══ MATERIAL PROVIDED

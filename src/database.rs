//! 统计数据库门面
//!
//! 把连接、迁移、计数管理器和后台刷盘任务装配成宿主可直接使用的
//! 一个对象。宿主在启动时 `connect`，在响应完成钩子里调计数 API，
//! 在优雅停机时 `close`。

use std::sync::Arc;

use tracing::{debug, error, warn};

use crate::config::StatsConfig;
use crate::errors::{RegistryStatsError, Result};
use crate::stats::{FlushMode, StatsManager, StatsSink};
use crate::storage::StatsStorage;

pub struct StatsDatabase {
    storage: Arc<StatsStorage>,
    manager: StatsManager,
    /// 定时刷盘任务句柄，close 时等待其退出
    flush_task: parking_lot::Mutex<Option<tokio::task::JoinHandle<()>>>,
    /// 配置开关：是否统计 tarball 下载
    count_downloads: bool,
    /// 配置开关：是否统计 manifest 访问
    count_manifest_views: bool,
}

impl StatsDatabase {
    /// 校验配置、建立连接、执行迁移并启动刷盘调度
    pub async fn connect(config: &StatsConfig) -> Result<Self> {
        config.validate()?;
        let mode = config.flush_mode()?;

        let storage = Arc::new(
            StatsStorage::new(
                &config.database.database_url,
                config.database.pool_size,
                config.database.timeout,
            )
            .await?,
        );

        Ok(Self::assemble(storage, mode, config))
    }

    /// 用已有存储后端装配（测试用）
    pub fn with_storage(storage: Arc<StatsStorage>, config: &StatsConfig) -> Result<Self> {
        let mode = config.flush_mode()?;
        Ok(Self::assemble(storage, mode, config))
    }

    fn assemble(storage: Arc<StatsStorage>, mode: FlushMode, config: &StatsConfig) -> Self {
        let manager = StatsManager::new(
            Arc::clone(&storage) as Arc<dyn StatsSink>,
            mode,
            config.stats.max_pending_entries,
            config.stats.iso_week,
        );

        // 只有定时模式需要后台任务，保留句柄以便停机时取消
        let flush_task = if let FlushMode::Periodic(interval) = mode {
            let mgr = manager.clone();
            debug!("StatsDatabase: periodic flush every {:?}", interval);
            Some(tokio::spawn(async move {
                mgr.start_background_task().await;
            }))
        } else {
            None
        };

        Self {
            storage,
            manager,
            flush_task: parking_lot::Mutex::new(flush_task),
            count_downloads: config.stats.count_downloads,
            count_manifest_views: config.stats.count_manifest_views,
        }
    }

    /// 是否统计 tarball 下载（钩子据此短路）
    pub fn counts_downloads(&self) -> bool {
        self.count_downloads
    }

    /// 是否统计 manifest 访问（钩子据此短路）
    pub fn counts_manifest_views(&self) -> bool {
        self.count_manifest_views
    }

    /// 记录一次 tarball 下载
    pub async fn add_download_count(&self, package_name: &str, version: &str) -> Result<()> {
        self.manager
            .add_download_count(package_name, version)
            .await
            .map_err(|e| RegistryStatsError::database_operation(e.to_string()))
    }

    /// 记录一次 manifest 访问
    pub async fn add_manifest_view_count(
        &self,
        package_name: &str,
        version: Option<&str>,
    ) -> Result<()> {
        self.manager
            .add_manifest_view_count(package_name, version)
            .await
            .map_err(|e| RegistryStatsError::database_operation(e.to_string()))
    }

    /// 手动刷盘（优雅停机时调用）
    pub async fn flush(&self) -> Result<()> {
        self.manager
            .flush()
            .await
            .map_err(|e| RegistryStatsError::database_operation(e.to_string()))
    }

    /// 当前缓冲区待刷盘键数
    pub fn buffer_size(&self) -> usize {
        self.manager.buffer_size()
    }

    /// 回滚全部迁移
    pub async fn rollback(&self) -> Result<()> {
        self.storage.rollback_migrations().await
    }

    /// 停机：通知定时任务退出并等它结束 -> 最后一次刷盘 -> 关闭连接池
    ///
    /// 等待而不是 abort：定时任务可能正拿着已 drain 的快照在等存储 IO，
    /// 中途杀掉会把这批增量整个丢掉。
    pub async fn close(&self) -> Result<()> {
        let task = self.flush_task.lock().take();
        if let Some(task) = task {
            self.manager.request_shutdown();
            if let Err(e) = task.await {
                warn!("StatsDatabase: periodic flush task ended abnormally: {}", e);
            }
        }

        if let Err(e) = self.flush().await {
            // 连接仍要关闭，但刷盘失败必须让调用方知道
            error!("StatsDatabase: final flush failed on close: {}", e);
            let _ = self.storage.close().await;
            return Err(e);
        }

        self.storage.close().await
    }
}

════

Transcribe all of the data, keeping every line identical.

[WORKED SOLUTION]:
filename src/database.rs
//! 统计数据库门面
//!
//! 把连接、迁移、计数管理器和后台刷盘任务装配成宿主可直接使用的
//! 一个对象。宿主在启动时 `connect`，在响应完成钩子里调计数 API，
//! 在优雅停机时 `close`。

use std::sync::Arc;

use tracing::{debug, error, warn};

use crate::config::StatsConfig;
use crate::errors::{RegistryStatsError, Result};
use crate::stats::{FlushMode, StatsManager, StatsSink};
use crate::storage::StatsStorage;

pub struct StatsDatabase {
    storage: Arc<StatsStorage>,
    manager: StatsManager,
    /// 定时刷盘任务句柄，close 时等待其退出
    flush_task: parking_lot::Mutex<Option<tokio::task::JoinHandle<()>>>,
    /// 配置开关：是否统计 tarball 下载
    count_downloads: bool,
    /// 配置开关：是否统计 manifest 访问
    count_manifest_views: bool,
}

impl StatsDatabase {
    /// 校验配置、建立连接、执行迁移并启动刷盘调度
    pub async fn connect(config: &StatsConfig) -> Result<Self> {
        config.validate()?;
        let mode = config.flush_mode()?;

        let storage = Arc::new(
            StatsStorage::new(
                &config.database.database_url,
                config.database.pool_size,
                config.database.timeout,
            )
            .await?,
        );

        Ok(Self::assemble(storage, mode, config))
    }

    /// 用已有存储后端装配（测试用）
    pub fn with_storage(storage: Arc<StatsStorage>, config: &StatsConfig) -> Result<Self> {
        let mode = config.flush_mode()?;
        Ok(Self::assemble(storage, mode, config))
    }

    fn assemble(storage: Arc<StatsStorage>, mode: FlushMode, config: &StatsConfig) -> Self {
        let manager = StatsManager::new(
            Arc::clone(&storage) as Arc<dyn StatsSink>,
            mode,
            config.stats.max_pending_entries,
            config.stats.iso_week,
        );

        // 只有定时模式需要后台任务，保留句柄以便停机时取消
        let flush_task = if let FlushMode::Periodic(interval) = mode {
            let mgr = manager.clone();
            debug!("StatsDatabase: periodic flush every {:?}", interval);
            Some(tokio::spawn(async move {
                mgr.start_background_task().await;
            }))
        } else {
            None
        };

        Self {
            storage,
            manager,
            flush_task: parking_lot::Mutex::new(flush_task),
            count_downloads: config.stats.count_downloads,
            count_manifest_views: config.stats.count_manifest_views,
        }
    }

    /// 是否统计 tarball 下载（钩子据此短路）
    pub fn counts_downloads(&self) -> bool {
        self.count_downloads
    }

    /// 是否统计 manifest 访问（钩子据此短路）
    pub fn counts_manifest_views(&self) -> bool {
        self.count_manifest_views
    }

    /// 记录一次 tarball 下载
    pub async fn add_download_count(&self, package_name: &str, version: &str) -> Result<()> {
        self.manager
            .add_download_count(package_name, version)
            .await
            .map_err(|e| RegistryStatsError::database_operation(e.to_string()))
    }

    /// 记录一次 manifest 访问
    pub async fn add_manifest_view_count(
        &self,
        package_name: &str,
        version: Option<&str>,
    ) -> Result<()> {
        self.manager
            .add_manifest_view_count(package_name, version)
            .await
            .map_err(|e| RegistryStatsError::database_operation(e.to_string()))
    }

    /// 手动刷盘（优雅停机时调用）
    pub async fn flush(&self) -> Result<()> {
        self.manager
            .flush()
            .await
            .map_err(|e| RegistryStatsError::database_operation(e.to_string()))
    }

    /// 当前缓冲区待刷盘键数
    pub fn buffer_size(&self) -> usize {
        self.manager.buffer_size()
    }

    /// 回滚全部迁移
    pub async fn rollback(&self) -> Result<()> {
        self.storage.rollback_migrations().await
    }

    /// 停机：通知定时任务退出并等它结束 -> 最后一次刷盘 -> 关闭连接池
    ///
    /// 等待而不是 abort：定时任务可能正拿着已 drain 的快照在等存储 IO，
    /// 中途杀掉会把这批增量整个丢掉。
    pub async fn close(&self) -> Result<()> {
        let task = self.flush_task.lock().take();
        if let Some(task) = task {
            self.manager.request_shutdown();
            if let Err(e) = task.await {
                warn!("StatsDatabase: periodic flush task ended abnormally: {}", e);
            }
        }

        if let Err(e) = self.flush().await {
            // 连接仍要关闭，但刷盘失败必须让调用方知道
            error!("StatsDatabase: final flush failed on close: {}", e);
            let _ = self.storage.close().await;
            return Err(e);
        }

        self.storage.close().await
    }
}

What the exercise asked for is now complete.